In October, the company examined more than 5.7 million Facebook Pages with at least 10 “Likes”, and used a subset of about three million Pages to dig deeper into specific category activity.
Recommend.ly found that 70 percent of the Pages it studied aren’t actively posting, with Pages in the Community, Company and Public Figure categories especially inactive.
That chart shows how many posts per month Page owners are making across different categories during the October study. The chart below also looks at posting activity by category, but compare the average posts made between March and October. As you can see, posting activity is down in every category except “Local business.”
Page inactivity is also shown in engagement rates and the use (or lack thereof) of cover images. Recommend.ly says 64 percent of Pages have no cover photo and 83 percent never participated in conversations on their Pages.
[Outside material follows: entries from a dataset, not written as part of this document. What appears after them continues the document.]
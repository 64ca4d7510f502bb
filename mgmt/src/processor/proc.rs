// SPDX-License-Identifier: Apache-2.0
// Copyright Open Network Fabric Authors

//! One reconciliation pass: from the declared state of the cluster to a routing daemon
//! configuration and a converged dataplane.

use crate::frr::reloader::ReloadHandle;
use crate::processor::confbuild::{CompileContext, compile};
use crate::processor::hostconfig::host_config;
use crate::processor::nodes::{NodeIndexError, NodeInfo, node_index};
use config::ConfigError;
use config::external::{Underlay, Vni};
use interface_manager::{Changes, DataplaneBuilder, DataplaneError, Netns};
use std::collections::BTreeMap;
use std::sync::Arc;
use thiserror::Error;
use tracectl::{LevelFilter, frr_log_level};
#[allow(unused)]
use tracing::{debug, error, info, warn};

/// Everything a pass reads, as last observed from the cluster.
#[derive(Clone, Debug, Default)]
pub struct DesiredState {
    pub nodes: Vec<NodeInfo>,
    pub underlays: Vec<Underlay>,
    pub vnis: Vec<Vni>,
    /// Neighbor passwords, by secret name.
    pub secrets: BTreeMap<String, String>,
}

#[derive(Debug, Error)]
pub enum ProcessorError {
    #[error("Invalid configuration: {0}")]
    Config(#[from] ConfigError),
    #[error("Dataplane convergence failed: {0}")]
    Dataplane(#[from] DataplaneError),
    #[error("Failed to rank node: {0}")]
    NodeIndex(#[from] NodeIndexError),
}

/// Drives the passes of one node.
pub struct Reconciler {
    node: String,
    hostname: String,
    log_level: LevelFilter,
    target: Netns,
    builder: Arc<DataplaneBuilder>,
    reloads: ReloadHandle,
}

impl Reconciler {
    /// A reconciler for node `node`, whose router lives in namespace `target`.
    pub fn new(
        node: impl Into<String>,
        hostname: impl Into<String>,
        log_level: LevelFilter,
        target: Netns,
        builder: Arc<DataplaneBuilder>,
        reloads: ReloadHandle,
    ) -> Self {
        Self {
            node: node.into(),
            hostname: hostname.into(),
            log_level,
            target,
            builder,
            reloads,
        }
    }

    /// Run one pass.
    ///
    /// The routing daemon configuration is queued for delivery before the dataplane is touched;
    /// its delivery is not awaited.
    ///
    /// # Errors
    ///
    /// Aborts on the first error. Nothing is queued if the declared state is invalid; kernel
    /// changes made before a dataplane error are kept.
    pub async fn reconcile(&self, state: &DesiredState) -> Result<Changes, ProcessorError> {
        /* rank this node */
        let index = node_index(&state.nodes, &self.node)?;
        debug!("Reconciling node {} with index {index}", self.node);

        /* build frr config and hand it over */
        let ctx = CompileContext {
            log_level: frr_log_level(self.log_level).to_owned(),
            hostname: self.hostname.clone(),
            secrets: state.secrets.clone(),
        };
        let frr = compile(index, &state.underlays, &state.vnis, &ctx)?;
        let host = host_config(index, self.target.path(), &state.underlays, &state.vnis)?;
        self.reloads.new_snapshot(frr);

        /* converge the dataplane */
        let Some(host) = host else {
            info!("Nothing to converge for node {}", self.node);
            return Ok(Changes::NONE);
        };
        let changes = self
            .builder
            .converge(&self.target, &host.underlay, &host.vnis)
            .await?;
        info!(
            "Reconciled node {} ({} vnis): {} kernel changes",
            self.node,
            host.vnis.len(),
            changes.0
        );
        Ok(changes)
    }
}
The study also found that Business category Pages have seen a significant drop in average fan count — from 6,400 fans per Page in March to 3,233 fans per Page in October.
It all begs the obvious question: Why is Facebook Page activity declining like this?
Recommend.ly mentions that the full rollout of Timeline this spring may be to blame. And there’s also Facebook’s move to what we’ve called paid organification — i.e., the need for brands to spend money to get more eyeballs to see their “free” (organic) posts and status updates.
There’s been a lot of debate in recents weeks/months about whether Facebook is purposely making brand/business content less visible in fans’ News Feeds. That debate continues, but one thing is clear: Facebook is pushing a lot of paid content in the News Feed. That may be a serious turn-off, particularly for the small business owner that Facebook is eager to reach.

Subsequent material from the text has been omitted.